Berger, balding, with glasses, in full uniform looks up from a sketch of his alter-ego, G.I. Joe

David Breger with his alter-ego, G.I. Joe. Prints and Photographs Division.

This is a guest post by Meg McAleer, a historian in the Manuscript Division. It ran in the Nov.-Dec. issue of the Library of Congress Magazine.

The “Private Breger” cartoon was born under mosquito netting in densely humid Louisiana. David Breger, a successful freelance cartoonist, drafted into the Army in 1941, created the cartoon during his off-duty hours at Camp Livingston. It quickly caught on, and  “Private Breger” became a popular feature in the Saturday Evening Post, one of the most popular magazines of the day. That’s where the Army discovered it and wanted it for its own — just under a different name.

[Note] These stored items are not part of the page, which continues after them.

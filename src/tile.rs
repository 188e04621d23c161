//! The tile index behind tiled tables.
//!
//! The grid is carved into square tiles at six zoom levels,
//! from 256 pixels a side (level 5) down to 8 (level 0).
//! A tile that's entirely one zone is stored at the coarsest level it fits,
//! and only the 8x8 tiles along zone borders need per-pixel data.
//! So, to find the zone at a pixel, check the tile containing it at each level,
//! largest first, until one turns up.
//!
//! Each level is a sorted array of `(tile key, leaf index)` pairs,
//! and leaves are shared between tiles: every all-France tile points at the
//! same static leaf, and identical 8x8 border tiles share one bitmap or pixmap.

use log::*;

use crate::arch::usize;
use crate::coord;
use crate::format::{self, read_u16, read_u32, read_u64, read_u8, LEVELS, NO_ZONE};
use crate::result::*;

const STATIC_TAG: u8 = b'S';
const BITMAP_TAG: u8 = b'2';
const PIXMAP_TAG: u8 = b'P';

const TILE_COORD_MASK: u32 = (1 << 14) - 1;

/// Identifies a tile: its level and its column and row at that level.
///
/// ```text
/// bits 28..31  level
/// bits 14..27  tile row
/// bits  0..13  tile column
/// ```
#[derive(Debug, Copy, Clone, PartialEq, Eq, PartialOrd, Ord, Hash)]
pub struct TileKey(pub u32);

impl TileKey {
    pub fn new(level: u8, tile_x: u32, tile_y: u32) -> Self {
        let level = level as u32 & 7;
        TileKey(level << 28 | (tile_y & TILE_COORD_MASK) << 14 | (tile_x & TILE_COORD_MASK))
    }

    /// The key of the tile at `level` containing the given pixel
    pub fn containing(level: u8, x: u32, y: u32) -> Self {
        let shift = 3 + level as u32;
        Self::new(level, x >> shift, y >> shift)
    }

    pub fn level(self) -> u8 {
        (self.0 >> 28) as u8
    }
}

/// Width (and height) in pixels of a tile at the given level
pub fn tile_size(level: u8) -> u32 {
    8 << level
}

/// How many tiles of the given level cover a grid at `degree_pixels`,
/// counting the clipped ones along its edges
pub fn tiles_in_grid(degree_pixels: u16, level: u8) -> u64 {
    let size = tile_size(level);
    let across = coord::columns(degree_pixels).div_ceil(size);
    let down = coord::rows(degree_pixels).div_ceil(size);
    across as u64 * down as u64
}

/// What a tile resolves to
#[derive(Debug, Clone, PartialEq, Eq, Hash)]
pub enum Leaf {
    /// The whole tile is one zone.
    Static(u16),
    /// An 8x8 tile with two values.
    /// A set bit at `8 * (y % 8) + (x % 8)` picks the second.
    Bitmap([u16; 2], u64),
    /// An 8x8 tile with a value per pixel, row-major.
    Pixmap(Box<[u16; 64]>),
}

impl Leaf {
    /// Size of the largest leaf (a pixmap) in a table body
    pub const MAX_SIZE_IN_FILE: usize = 1 + 64 * 2;

    /// The value (zone ID or `NO_ZONE`) this leaf gives the given pixel
    pub fn value_at(&self, x: u32, y: u32) -> u16 {
        let offset = 8 * (y & 7) + (x & 7);
        match self {
            Leaf::Static(zone) => *zone,
            Leaf::Bitmap(values, bits) => values[(bits >> offset) as usize & 1],
            Leaf::Pixmap(values) => values[offset as usize],
        }
    }

    fn values(&self) -> &[u16] {
        match self {
            Leaf::Static(zone) => std::slice::from_ref(zone),
            Leaf::Bitmap(values, _) => values,
            Leaf::Pixmap(values) => &values[..],
        }
    }

    pub fn parse_and_consume(input: &mut &[u8]) -> ZoneResult<Self> {
        match read_u8(input)? {
            STATIC_TAG => Ok(Leaf::Static(read_u16(input)?)),
            BITMAP_TAG => {
                let first = read_u16(input)?;
                let second = read_u16(input)?;
                let bits = read_u64(input)?;
                Ok(Leaf::Bitmap([first, second], bits))
            }
            PIXMAP_TAG => {
                let mut values = Box::new([0u16; 64]);
                for value in values.iter_mut() {
                    *value = read_u16(input)?;
                }
                Ok(Leaf::Pixmap(values))
            }
            _ => Err(ZoneError::CorruptData("Unknown leaf type")),
        }
    }

    pub fn write_to(&self, out: &mut Vec<u8>) {
        match self {
            Leaf::Static(zone) => {
                out.push(STATIC_TAG);
                format::put_u16(out, *zone);
            }
            Leaf::Bitmap([first, second], bits) => {
                out.push(BITMAP_TAG);
                format::put_u16(out, *first);
                format::put_u16(out, *second);
                format::put_u64(out, *bits);
            }
            Leaf::Pixmap(values) => {
                out.push(PIXMAP_TAG);
                for value in values.iter() {
                    format::put_u16(out, *value);
                }
            }
        }
    }
}

/// One entry in a level: a tile and the leaf it resolves through
#[derive(Debug, Copy, Clone, PartialEq, Eq)]
pub struct TileEntry {
    pub key: TileKey,
    pub leaf: u16,
}

impl TileEntry {
    pub const SIZE_IN_FILE: usize = 6;

    pub fn parse_and_consume(input: &mut &[u8]) -> ZoneResult<Self> {
        let key = TileKey(read_u32(input)?);
        let leaf = read_u16(input)?;
        Ok(Self { key, leaf })
    }

    pub fn write_to(&self, out: &mut Vec<u8>) {
        format::put_u32(out, self.key.0);
        format::put_u16(out, self.leaf);
    }
}

/// All the tiles of a table, sorted by level and key, and the leaves they use.
#[derive(Debug, Clone, PartialEq, Eq)]
pub struct TileIndex {
    levels: [Vec<TileEntry>; LEVELS],
    leaves: Vec<Leaf>,
}

impl TileIndex {
    /// Builds an index, checking everything a lookup will rely on:
    /// keys are sorted and belong to their level,
    /// tiles point at real leaves, and leaves point at real zones.
    pub fn new(
        levels: [Vec<TileEntry>; LEVELS],
        leaves: Vec<Leaf>,
        zone_count: u16,
    ) -> ZoneResult<Self> {
        // Leaf indices are u16s, and NO_ZONE isn't one.
        if leaves.len() > NO_ZONE as usize {
            return Err(ZoneError::CorruptData("Too many leaves"));
        }
        for leaf in &leaves {
            if leaf
                .values()
                .iter()
                .any(|v| *v != NO_ZONE && *v >= zone_count)
            {
                return Err(ZoneError::CorruptData("Leaf refers to a nonexistent zone"));
            }
        }
        for (level, entries) in levels.iter().enumerate() {
            if entries.iter().any(|e| e.key.level() as usize != level) {
                return Err(ZoneError::CorruptData("Tile key in the wrong level"));
            }
            if entries.windows(2).any(|pair| pair[0].key >= pair[1].key) {
                return Err(ZoneError::CorruptData("Tile keys out of order"));
            }
            if entries.iter().any(|e| e.leaf as usize >= leaves.len()) {
                return Err(ZoneError::CorruptData("Tile refers to a nonexistent leaf"));
            }
        }
        Ok(Self { levels, leaves })
    }

    /// Parses the leaves and tiles of a tiled table's body.
    pub fn parse_and_consume(
        input: &mut &[u8],
        leaf_count: u32,
        tile_counts: &[u32; LEVELS],
        zone_count: u16,
    ) -> ZoneResult<Self> {
        // Leaves are at least three bytes apiece;
        // don't let a bogus count make us allocate the world.
        let leaf_count = usize(leaf_count)?;
        if leaf_count > input.len() / 3 {
            return Err(ZoneError::CorruptData("Leaf count exceeds table size"));
        }
        let mut leaves = Vec::with_capacity(leaf_count);
        for _ in 0..leaf_count {
            leaves.push(Leaf::parse_and_consume(input)?);
        }

        let mut levels: [Vec<TileEntry>; LEVELS] = Default::default();
        for (entries, count) in levels.iter_mut().zip(tile_counts) {
            let count = usize(*count)?;
            if count > input.len() / TileEntry::SIZE_IN_FILE {
                return Err(ZoneError::CorruptData("Tile count exceeds table size"));
            }
            entries.reserve_exact(count);
            for _ in 0..count {
                entries.push(TileEntry::parse_and_consume(input)?);
            }
        }
        trace!(
            "{} leaves, tiles per level: {:?}",
            leaves.len(),
            levels.iter().map(Vec::len).collect::<Vec<_>>()
        );

        Self::new(levels, leaves, zone_count)
    }

    pub fn write_to(&self, out: &mut Vec<u8>) {
        for leaf in &self.leaves {
            leaf.write_to(out);
        }
        for entries in &self.levels {
            for entry in entries {
                entry.write_to(out);
            }
        }
    }

    pub fn leaves(&self) -> &[Leaf] {
        &self.leaves
    }

    pub fn tile_counts(&self) -> [u32; LEVELS] {
        let mut counts = [0; LEVELS];
        for (count, entries) in counts.iter_mut().zip(&self.levels) {
            // Keys only have 28 bits, so that's as many tiles as a level can hold.
            *count = entries.len() as u32;
        }
        counts
    }

    /// Looks up the zone at the given pixel, coarsest level first.
    ///
    /// Returns `None` for no-zone pixels and pixels no tile covers.
    pub fn lookup(&self, x: u32, y: u32) -> Option<u16> {
        for level in (0..LEVELS as u8).rev() {
            if let Some(zone) = self.lookup_level(level, x, y) {
                return (zone != NO_ZONE).then_some(zone);
            }
        }
        None
    }

    /// Returns the value the tile at `level` gives the pixel,
    /// or `None` if there's no such tile.
    fn lookup_level(&self, level: u8, x: u32, y: u32) -> Option<u16> {
        let key = TileKey::containing(level, x, y);
        let entries = &self.levels[level as usize];
        let i = entries.binary_search_by_key(&key, |e| e.key).ok()?;
        let leaf = &self.leaves[entries[i].leaf as usize];
        Some(leaf.value_at(x, y))
    }
}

That was how “Private Breger” acquired an identical twin, “G.I. Joe,” Breger’s name for his new cartoon character. It appeared in Yank, the Army Weekly, and then Stars and Stripes, while “Private Breger” remained stateside. As David Breger had to explain repeatedly, the “G.I.” in G.I. Joe stood for “government issue.”

American soldiers quickly adopted the G.I. Joe moniker as their own, but not because the cartoon portrayed an ideal warrior. The Private Breger and G.I. Joe characters bore a striking resemblance to Breger himself with comic embellishments — freckles, soft bodies of short stature, wide eyes encased in round glasses, upturned faces, forward-leaning postures and innocent expressions that occasionally betrayed mischievousness, but never cynicism.

A sketch of G.I. Joe, looking back over his shoulder, and giving the "peace" sign with his left hand.

G. I. Joe, as drawn by Breger. Prints and Photographs Division.

Breger’s G.I. Joe was the antithesis of the muscled Hasbro action doll of the same name in the 1960s, yet he was somehow more. He represented a generation that found itself in unimaginable situations and yet went all in, summoning all that it had, not always performing to perfection, yet giving its best.

Breger’s children recently donated their father’s collection to the Library, where it is housed in the Manuscript Division and Prints and Photographs Division. The gift was one of many donated during the pandemic, the result of people having more free time to sort through attics, but also from a desire to give generously during a world crisis. This particular gift has renewed American memories of an old hero who bore tough times with resilience, humor and imperfect humanness just as we grapple with our own challenging times.